**What you have to do**: Answer with the exact lines of the following material from the one containing "StepId, kind: StepKind, name: &str, description: &str)" through the one containing "pub fn is_failed(&self)", both end lines included.

**Data supplied**:
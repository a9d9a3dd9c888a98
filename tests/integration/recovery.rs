//! Error classification, retry, rollback and restart recovery tests.

use std::sync::atomic::{AtomicUsize, Ordering};
use std::sync::Arc;

use chrono::Utc;
use tempfile::TempDir;

use taskpilot::core::{StepKind, StepStatus, TaskCategory, TaskStatus};
use taskpilot::orchestration::handlers::builtin_worker;
use taskpilot::orchestration::{
    classify_message, handler_fn, ErrorClass, Planner, RestartPolicy, StepError, TaskEvent,
};
use taskpilot::state::{JsonFileStore, MemoryStore, Snapshot, TaskStore};

use super::fixtures::{
    builder, corrupting_research, eventually, flaky_research, gated_research, wait_done,
    wait_idle, Gate, RecordingSink,
};

/// Test: Temporary failures are retried
/// Given a verify step that times out twice
/// When the task runs
/// Then it is retried twice and completes
#[tokio::test]
async fn test_timeout_retried_until_success() {
    let (worker, calls) = flaky_research(2, "upstream timeout while verifying");
    let sink = RecordingSink::new();
    let orch = builder().worker(worker).sink(sink.clone()).build().await.unwrap();

    let task = orch
        .create_task("rank vector databases", TaskCategory::Research)
        .unwrap();
    let done = wait_done(&orch, task.id).await;

    assert_eq!(classify_message("upstream timeout while verifying"), ErrorClass::Temporary);
    assert_eq!(done.status, TaskStatus::Completed);
    assert_eq!(done.retry_count, 2);
    assert_eq!(calls.load(Ordering::SeqCst), 3);
    // search ran once, its output survived both retries
    assert!(done.steps.iter().all(|s| s.status == StepStatus::Completed));

    let retries = sink
        .statuses(task.id)
        .into_iter()
        .filter(|s| *s == TaskStatus::Retrying)
        .count();
    assert_eq!(retries, 2);

    let report = orch.get_report(task.id).unwrap();
    assert_eq!(report.retry_count, 2);
    assert!((report.metrics.retry_rate - 2.0 / 3.0).abs() < 1e-9);
    assert!(report.recommendations.iter().any(|r| r.contains("retr")));
}

/// Test: Non-recoverable failures stop at once
/// Given a verify step that fails with "unauthorized"
/// When the task runs
/// Then it fails after one attempt and the completed search step is kept
#[tokio::test]
async fn test_unauthorized_fails_without_retry() {
    let (worker, calls) = flaky_research(usize::MAX, "401 unauthorized");
    let orch = builder().worker(worker).build().await.unwrap();

    let task = orch
        .create_task("audit api gateway logs", TaskCategory::Research)
        .unwrap();
    let done = wait_done(&orch, task.id).await;

    assert_eq!(classify_message("401 unauthorized"), ErrorClass::NonRecoverable);
    assert_eq!(done.status, TaskStatus::Failed);
    assert_eq!(done.retry_count, 0);
    assert_eq!(calls.load(Ordering::SeqCst), 1);
    assert!(done.error.as_deref().unwrap().contains("unauthorized"));

    assert_eq!(done.steps[0].status, StepStatus::Completed);
    assert_eq!(done.steps[1].status, StepStatus::Failed);
    assert!(!done.metadata.contains_key("rollback"));
    assert_eq!(done.current_step_index, 1);

    let report = orch.get_report(task.id).unwrap();
    assert_eq!(report.status, TaskStatus::Failed);
    assert_eq!(report.steps_completed, 1);
    assert_eq!(report.steps_failed, 1);
    assert!(report.metrics.success_rate > 0.0 && report.metrics.success_rate < 1.0);
}

/// Test: Corrupted data is rolled back and redone
/// Given a verify step that reports its sources as corrupted once
/// When the task runs
/// Then the completed search is discarded, run again, and the task completes
#[tokio::test]
async fn test_corrupted_sources_trigger_full_redo() {
    let (worker, searches) = corrupting_research();
    let orch = builder().worker(worker).build().await.unwrap();

    let task = orch
        .create_task("benchmark message brokers", TaskCategory::Research)
        .unwrap();
    let done = wait_done(&orch, task.id).await;

    assert_eq!(done.status, TaskStatus::Completed);
    assert_eq!(done.retry_count, 1);
    assert_eq!(searches.load(Ordering::SeqCst), 2);
    assert_eq!(done.metadata["rollback"]["performed"], true);
    assert_eq!(done.metadata["rollback"]["steps_discarded"], 1);
    // sources come from the second search, not the discarded first one
    assert_eq!(done.metadata["sources"][0]["topic"], "run 2");
    assert!(done.steps.iter().all(|s| s.status == StepStatus::Completed));

    let report = orch.get_report(task.id).unwrap();
    assert_eq!(report.steps_completed, 3);
}

/// Test: Retry budget is bounded
/// Given a step that always fails with a recoverable message
/// When the task runs
/// Then it makes exactly max_retries + 1 attempts and fails
#[tokio::test]
async fn test_retry_budget_exhausted() {
    let (worker, calls) = flaky_research(usize::MAX, "service unavailable");
    let orch = builder()
        .max_retries(2)
        .worker(worker)
        .build()
        .await
        .unwrap();

    let task = orch
        .create_task("crawl changelogs", TaskCategory::Research)
        .unwrap();
    assert_eq!(task.max_retries, 2);
    let done = wait_done(&orch, task.id).await;

    assert_eq!(done.status, TaskStatus::Failed);
    assert_eq!(done.retry_count, 2);
    assert_eq!(calls.load(Ordering::SeqCst), 3);
}

fn interrupted_snapshot() -> Snapshot {
    let planner = Planner::default();
    let now = Utc::now();

    let mut running = planner
        .plan("interrupted research run", TaskCategory::Research)
        .unwrap();
    running.start(now);
    running.steps[0].mark_in_progress(now);

    let waiting = planner
        .plan("still waiting in the queue", TaskCategory::General)
        .unwrap();

    Snapshot::new(vec![running, waiting], Vec::new())
}

/// Test: Restart resumes interrupted work
/// Given a state file with one in-progress and one pending task
/// When a new orchestrator starts with the resume policy
/// Then both tasks are re-queued and complete
#[tokio::test]
async fn test_restart_resumes_interrupted_tasks() {
    let dir = TempDir::new().unwrap();
    let store = Arc::new(JsonFileStore::new(dir.path().join("state.json")));
    let snapshot = interrupted_snapshot();
    let (running_id, waiting_id) = (snapshot.tasks[0].id, snapshot.tasks[1].id);
    store.save(&snapshot).unwrap();

    let sink = RecordingSink::new();
    let orch = builder()
        .store(store.clone())
        .restart_policy(RestartPolicy::Resume)
        .sink(sink.clone())
        .build()
        .await
        .unwrap();

    assert!(sink.events().iter().any(|e| matches!(
        e,
        TaskEvent::StatusChanged { task_id, from: TaskStatus::InProgress, to: TaskStatus::Pending }
            if *task_id == running_id
    )));

    let resumed = wait_done(&orch, running_id).await;
    assert_eq!(resumed.status, TaskStatus::Completed);
    assert!(resumed.steps.iter().all(|s| s.status == StepStatus::Completed));
    assert_eq!(wait_done(&orch, waiting_id).await.status, TaskStatus::Completed);

    wait_idle(&orch).await;
    let saved = store.load().unwrap();
    assert!(saved.tasks.iter().all(|t| t.status == TaskStatus::Completed));
    assert_eq!(saved.reports.len(), 2);
}

/// Test: Restart keeps steps finished before the crash
/// Given a snapshot saved while a research task was held in verify
/// When a new orchestrator resumes from it
/// Then search is not run again and the task completes
#[tokio::test]
async fn test_resume_skips_steps_completed_before_restart() {
    let gate = Gate::new();
    let first_store = Arc::new(MemoryStore::new());
    let first = builder()
        .store(first_store.clone())
        .worker(gated_research(gate.clone()))
        .build()
        .await
        .unwrap();
    let task = first
        .create_task("profile allocator behaviour", TaskCategory::Research)
        .unwrap();
    eventually(|| gate.in_flight() == 1).await;
    first.flush().await;

    let searches = Arc::new(AtomicUsize::new(0));
    let seen = searches.clone();
    let worker = builtin_worker(TaskCategory::Research).with_handler(
        StepKind::Search,
        handler_fn(move |_, _, _| {
            seen.fetch_add(1, Ordering::SeqCst);
            Err(StepError::new("search ran twice"))
        }),
    );
    let second = builder()
        .store(Arc::new(MemoryStore::with_snapshot(first_store.snapshot())))
        .restart_policy(RestartPolicy::Resume)
        .worker(Arc::new(worker))
        .build()
        .await
        .unwrap();

    let resumed = wait_done(&second, task.id).await;
    assert_eq!(resumed.status, TaskStatus::Completed);
    assert_eq!(searches.load(Ordering::SeqCst), 0);
    assert_eq!(resumed.retry_count, 0);
    assert!(resumed.steps.iter().all(|s| s.status == StepStatus::Completed));

    gate.release(1);
    wait_done(&first, task.id).await;
}

/// Test: Restart can fail interrupted work
/// Given the same interrupted snapshot
/// When the orchestrator starts with the fail policy
/// Then the in-progress task is failed with a report and the pending one still runs
#[tokio::test]
async fn test_restart_fail_policy() {
    let snapshot = interrupted_snapshot();
    let (running_id, waiting_id) = (snapshot.tasks[0].id, snapshot.tasks[1].id);
    let store = Arc::new(MemoryStore::with_snapshot(snapshot));

    let orch = builder()
        .store(store.clone())
        .restart_policy(RestartPolicy::Fail)
        .build()
        .await
        .unwrap();

    let failed = orch.get_task_status(running_id).unwrap();
    assert_eq!(failed.status, TaskStatus::Failed);
    assert_eq!(failed.error.as_deref(), Some("interrupted by restart"));
    assert_eq!(failed.steps[0].status, StepStatus::Failed);
    assert!(!orch.is_running(running_id));
    assert_eq!(
        orch.get_report(running_id).unwrap().status,
        TaskStatus::Failed
    );

    assert_eq!(wait_done(&orch, waiting_id).await.status, TaskStatus::Completed);
    assert!(store.saves() > 0);
}
//! Planner: turns a description and a category into a step plan.
//!
//! Each category owns a template of named steps with declared
//! dependencies. The built-in templates are linear chains, but a template
//! may describe any DAG; `validate_feasibility` is what guarantees the
//! result is acyclic before a task is ever queued.

use crate::core::{
    Clock, IdSource, Step, StepGraph, StepKind, SystemClock, Task, TaskCategory, UuidIds,
    DEFAULT_MAX_RETRIES,
};
use crate::error::{Error, Result};
use crate::tlog_debug;
use std::collections::HashMap;
use std::sync::Arc;

/// Advisory cost of one step.
pub const BASE_STEP_COST_MS: u64 = 30_000;

/// Multiplier applied to steps that wait on other steps.
pub const DEPENDENCY_PENALTY: f64 = 1.5;

/// One entry of a category template.
#[derive(Debug, Clone, PartialEq)]
pub struct StepTemplate {
    pub kind: StepKind,
    pub name: String,
    pub description: String,
    /// Indices of earlier template entries this step depends on.
    pub depends_on: Vec<usize>,
}

impl StepTemplate {
    pub fn new(kind: StepKind, name: &str, description: &str) -> Self {
        Self {
            kind,
            name: name.to_string(),
            description: description.to_string(),
            depends_on: Vec::new(),
        }
    }

    pub fn after(mut self, index: usize) -> Self {
        self.depends_on.push(index);
        self
    }
}

/// Chain templates so step k depends on step k-1.
pub fn linear(steps: Vec<StepTemplate>) -> Vec<StepTemplate> {
    steps
        .into_iter()
        .enumerate()
        .map(|(i, t)| if i == 0 { t } else { t.after(i - 1) })
        .collect()
}

fn builtin_template(category: TaskCategory) -> Option<Vec<StepTemplate>> {
    let steps = match category {
        TaskCategory::Research => vec![
            StepTemplate::new(StepKind::Search, "search", "Search for relevant sources"),
            StepTemplate::new(StepKind::Verify, "verify", "Cross-check source reliability"),
            StepTemplate::new(
                StepKind::Synthesize,
                "synthesize",
                "Synthesize verified findings into a summary",
            ),
        ],
        TaskCategory::Analysis => vec![
            StepTemplate::new(StepKind::Extraction, "extraction", "Extract data points"),
            StepTemplate::new(
                StepKind::PatternDetection,
                "pattern-detection",
                "Detect recurring patterns in the extracted data",
            ),
            StepTemplate::new(StepKind::Synthesis, "synthesis", "Combine patterns into a model"),
            StepTemplate::new(StepKind::Insights, "insights", "Derive actionable insights"),
        ],
        TaskCategory::Creation => vec![
            StepTemplate::new(StepKind::Outline, "outline", "Outline the structure"),
            StepTemplate::new(StepKind::Draft, "draft", "Write a first draft"),
            StepTemplate::new(StepKind::Refine, "refine", "Refine wording and flow"),
            StepTemplate::new(StepKind::Finalize, "finalize", "Assemble the final piece"),
        ],
        TaskCategory::Automation | TaskCategory::General => return None,
    };
    Some(linear(steps))
}

fn generic_template() -> Vec<StepTemplate> {
    vec![StepTemplate::new(
        StepKind::Execute,
        "execute",
        "Carry out the requested task",
    )]
}

/// Outcome of a feasibility check.
#[derive(Debug, Clone, PartialEq, Eq)]
pub struct Feasibility {
    pub feasible: bool,
    pub reason: Option<String>,
}

impl Feasibility {
    pub fn ok() -> Self {
        Self {
            feasible: true,
            reason: None,
        }
    }

    pub fn rejected(reason: impl Into<String>) -> Self {
        Self {
            feasible: false,
            reason: Some(reason.into()),
        }
    }
}

pub struct Planner {
    ids: Arc<dyn IdSource>,
    clock: Arc<dyn Clock>,
    max_retries: u32,
    templates: HashMap<TaskCategory, Vec<StepTemplate>>,
}

impl Planner {
    pub fn new(ids: Arc<dyn IdSource>, clock: Arc<dyn Clock>) -> Self {
        let templates = TaskCategory::ALL
            .into_iter()
            .filter_map(|c| builtin_template(c).map(|t| (c, t)))
            .collect();
        Self {
            ids,
            clock,
            max_retries: DEFAULT_MAX_RETRIES,
            templates,
        }
    }

    pub fn with_max_retries(mut self, max_retries: u32) -> Self {
        self.max_retries = max_retries;
        self
    }

    /// Replace the template used for a category.
    pub fn with_template(mut self, category: TaskCategory, template: Vec<StepTemplate>) -> Self {
        self.templates.insert(category, template);
        self
    }

    pub fn max_retries(&self) -> u32 {
        self.max_retries
    }

    /// Build a pending task for the description.
    ///
    /// # Errors
    /// `Error::InvalidPlan` when the description is blank.
    pub fn plan(&self, description: &str, category: TaskCategory) -> Result<Task> {
        let description = description.trim();
        if description.is_empty() {
            return Err(Error::InvalidPlan(
                "task description must not be empty".to_string(),
            ));
        }

        let id = self.ids.task_id();
        let template = self
            .templates
            .get(&category)
            .cloned()
            .unwrap_or_else(generic_template);

        let step_ids: Vec<_> = (0..template.len())
            .map(|i| self.ids.step_id(&id, i))
            .collect();
        let steps: Vec<Step> = template
            .iter()
            .enumerate()
            .map(|(i, t)| {
                t.depends_on.iter().fold(
                    Step::new(step_ids[i].clone(), t.kind, &t.name, &t.description),
                    |step, &dep| {
                        let dep_id = step_ids
                            .get(dep)
                            .cloned()
                            .unwrap_or_else(|| self.ids.step_id(&id, dep));
                        step.depends_on(dep_id)
                    },
                )
            })
            .collect();

        let mut task = Task::new(id, category, description, steps, self.clock.now());
        task.max_retries = self.max_retries;
        task.estimated_duration_ms = estimate_duration(&task.steps);

        tlog_debug!(
            "Planner: task {} ({}) planned with {} steps, estimate {}ms",
            task.id.short(),
            category,
            task.steps.len(),
            task.estimated_duration_ms
        );
        Ok(task)
    }

    /// Plan and validate in one go.
    ///
    /// Every rejection surfaces as `Error::Planning` so callers can treat
    /// bad input and self-contradictory plans the same way.
    pub fn plan_feasible(&self, description: &str, category: TaskCategory) -> Result<Task> {
        let task = self.plan(description, category).map_err(|e| match e {
            Error::InvalidPlan(reason) => Error::Planning(reason),
            other => other,
        })?;
        let check = validate_feasibility(&task);
        if !check.feasible {
            return Err(Error::Planning(
                check.reason.unwrap_or_else(|| "plan is not feasible".to_string()),
            ));
        }
        Ok(task)
    }
}

impl Default for Planner {
    fn default() -> Self {
        Self::new(Arc::new(UuidIds), Arc::new(SystemClock))
    }
}

/// Check that a task can be executed at all.
///
/// Rejects blank descriptions, empty plans, dependencies on unknown
/// steps, and dependency cycles.
pub fn validate_feasibility(task: &Task) -> Feasibility {
    if task.description.trim().is_empty() {
        return Feasibility::rejected("task description is empty");
    }
    if task.steps.is_empty() {
        return Feasibility::rejected("plan has no steps");
    }
    let graph = match StepGraph::from_steps(&task.steps) {
        Ok(graph) => graph,
        Err(e) => return Feasibility::rejected(e.to_string()),
    };
    if let Some(step) = graph.cycle_member() {
        return Feasibility::rejected(format!("dependency cycle detected at step {}", step));
    }
    Feasibility::ok()
}

/// Advisory duration estimate in milliseconds.
pub fn estimate_duration(steps: &[Step]) -> u64 {
    steps
        .iter()
        .map(|s| {
            if s.dependencies.is_empty() {
                BASE_STEP_COST_MS as f64
            } else {
                BASE_STEP_COST_MS as f64 * DEPENDENCY_PENALTY
            }
        })
        .sum::<f64>()
        .round() as u64
}
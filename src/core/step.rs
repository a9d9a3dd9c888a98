//! Step data model.
//!
//! Steps are the atomic, dependency-gated units of a task. Workers move
//! them through their lifecycle only via the transition helpers here.

use chrono::{DateTime, Utc};
use serde::{Deserialize, Serialize};
use serde_json::Value;

/// Identifier of a step, unique within its task.
#[derive(Debug, Clone, PartialEq, Eq, Hash, PartialOrd, Ord, Serialize, Deserialize)]
#[serde(transparent)]
pub struct StepId(pub String);

impl StepId {
    pub fn new(id: impl Into<String>) -> Self {
        Self(id.into())
    }

    pub fn as_str(&self) -> &str {
        &self.0
    }
}

impl std::fmt::Display for StepId {
    fn fmt(&self, f: &mut std::fmt::Formatter<'_>) -> std::fmt::Result {
        write!(f, "{}", self.0)
    }
}

impl From<&str> for StepId {
    fn from(s: &str) -> Self {
        Self(s.to_string())
    }
}

/// The operation a step performs.
///
/// Resolved once at plan time so workers dispatch on the kind instead
/// of re-parsing free-text step names.
#[derive(Debug, Clone, Copy, PartialEq, Eq, Hash, Serialize, Deserialize)]
#[serde(rename_all = "snake_case")]
pub enum StepKind {
    Search,
    Verify,
    Synthesize,
    Extraction,
    PatternDetection,
    Synthesis,
    Insights,
    Outline,
    Draft,
    Refine,
    Finalize,
    Execute,
}

impl StepKind {
    pub fn as_str(&self) -> &'static str {
        match self {
            StepKind::Search => "search",
            StepKind::Verify => "verify",
            StepKind::Synthesize => "synthesize",
            StepKind::Extraction => "extraction",
            StepKind::PatternDetection => "pattern_detection",
            StepKind::Synthesis => "synthesis",
            StepKind::Insights => "insights",
            StepKind::Outline => "outline",
            StepKind::Draft => "draft",
            StepKind::Refine => "refine",
            StepKind::Finalize => "finalize",
            StepKind::Execute => "execute",
        }
    }
}

impl std::fmt::Display for StepKind {
    fn fmt(&self, f: &mut std::fmt::Formatter<'_>) -> std::fmt::Result {
        write!(f, "{}", self.as_str())
    }
}

/// Step status in its lifecycle.
#[derive(Debug, Clone, Copy, PartialEq, Eq, Hash, Serialize, Deserialize, Default)]
#[serde(rename_all = "snake_case")]
pub enum StepStatus {
    #[default]
    Pending,
    InProgress,
    Completed,
    Failed,
}

impl std::fmt::Display for StepStatus {
    fn fmt(&self, f: &mut std::fmt::Formatter<'_>) -> std::fmt::Result {
        match self {
            StepStatus::Pending => write!(f, "pending"),
            StepStatus::InProgress => write!(f, "in_progress"),
            StepStatus::Completed => write!(f, "completed"),
            StepStatus::Failed => write!(f, "failed"),
        }
    }
}

/// A single step of a task plan.
#[derive(Debug, Clone, PartialEq, Serialize, Deserialize)]
pub struct Step {
    pub id: StepId,
    pub name: String,
    pub description: String,
    pub kind: StepKind,
    pub status: StepStatus,
    /// Steps that must be completed before this one may start.
    #[serde(default)]
    pub dependencies: Vec<StepId>,
    pub result: Option<Value>,
    /// Set iff `status` is `Failed`.
    pub error: Option<String>,
    pub started_at: Option<DateTime<Utc>>,
    pub completed_at: Option<DateTime<Utc>>,
    pub duration_ms: Option<u64>,
}

impl Step {
    pub fn new(id: StepId, kind: StepKind, name: &str, description: &str) -> Self {
        Self {
            id,
            name: name.to_string(),
            description: description.to_string(),
            kind,
            status: StepStatus::Pending,
            dependencies: Vec::new(),
            result: None,
            error: None,
            started_at: None,
            completed_at: None,
            duration_ms: None,
        }
    }

    /// Declare a dependency, ignoring duplicates.
    pub fn depends_on(mut self, dep: StepId) -> Self {
        if !self.dependencies.contains(&dep) {
            self.dependencies.push(dep);
        }
        self
    }

    pub fn mark_in_progress(&mut self, now: DateTime<Utc>) {
        self.status = StepStatus::InProgress;
        self.error = None;
        self.started_at = Some(now);
        self.completed_at = None;
        self.duration_ms = None;
    }

    pub fn mark_completed(&mut self, result: Value, now: DateTime<Utc>) {
        self.status = StepStatus::Completed;
        self.result = Some(result);
        self.error = None;
        self.finish_clock(now);
    }

    pub fn mark_failed(&mut self, error: &str, now: DateTime<Utc>) {
        self.status = StepStatus::Failed;
        self.error = Some(error.to_string());
        self.finish_clock(now);
    }

    /// Demote a completed step to failed without touching its timing.
    pub fn demote(&mut self, reason: &str) {
        self.status = StepStatus::Failed;
        self.result = None;
        self.error = Some(reason.to_string());
    }

    /// Return the step to `Pending` with error and timestamps cleared.
    pub fn reset(&mut self) {
        self.status = StepStatus::Pending;
        self.error = None;
        self.started_at = None;
        self.completed_at = None;
        self.duration_ms = None;
    }

    pub fn is_completed(&self) -> bool {
        self.status == StepStatus::Completed
    }

    pub fn is_failed(&self) -> bool {
        self.status == StepStatus::Failed
    }

    fn finish_clock(&mut self, now: DateTime<Utc>) {
        self.completed_at = Some(now);
        self.duration_ms = self
            .started_at
            .map(|start| (now - start).num_milliseconds().max(0) as u64);
    }
}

**Exercise output**:
    pub fn new(id: StepId, kind: StepKind, name: &str, description: &str) -> Self {
        Self {
            id,
            name: name.to_string(),
            description: description.to_string(),
            kind,
            status: StepStatus::Pending,
            dependencies: Vec::new(),
            result: None,
            error: None,
            started_at: None,
            completed_at: None,
            duration_ms: None,
        }
    }

    /// Declare a dependency, ignoring duplicates.
    pub fn depends_on(mut self, dep: StepId) -> Self {
        if !self.dependencies.contains(&dep) {
            self.dependencies.push(dep);
        }
        self
    }

    pub fn mark_in_progress(&mut self, now: DateTime<Utc>) {
        self.status = StepStatus::InProgress;
        self.error = None;
        self.started_at = Some(now);
        self.completed_at = None;
        self.duration_ms = None;
    }

    pub fn mark_completed(&mut self, result: Value, now: DateTime<Utc>) {
        self.status = StepStatus::Completed;
        self.result = Some(result);
        self.error = None;
        self.finish_clock(now);
    }

    pub fn mark_failed(&mut self, error: &str, now: DateTime<Utc>) {
        self.status = StepStatus::Failed;
        self.error = Some(error.to_string());
        self.finish_clock(now);
    }

    /// Demote a completed step to failed without touching its timing.
    pub fn demote(&mut self, reason: &str) {
        self.status = StepStatus::Failed;
        self.result = None;
        self.error = Some(reason.to_string());
    }

    /// Return the step to `Pending` with error and timestamps cleared.
    pub fn reset(&mut self) {
        self.status = StepStatus::Pending;
        self.error = None;
        self.started_at = None;
        self.completed_at = None;
        self.duration_ms = None;
    }

    pub fn is_completed(&self) -> bool {
        self.status == StepStatus::Completed
    }

    pub fn is_failed(&self) -> bool {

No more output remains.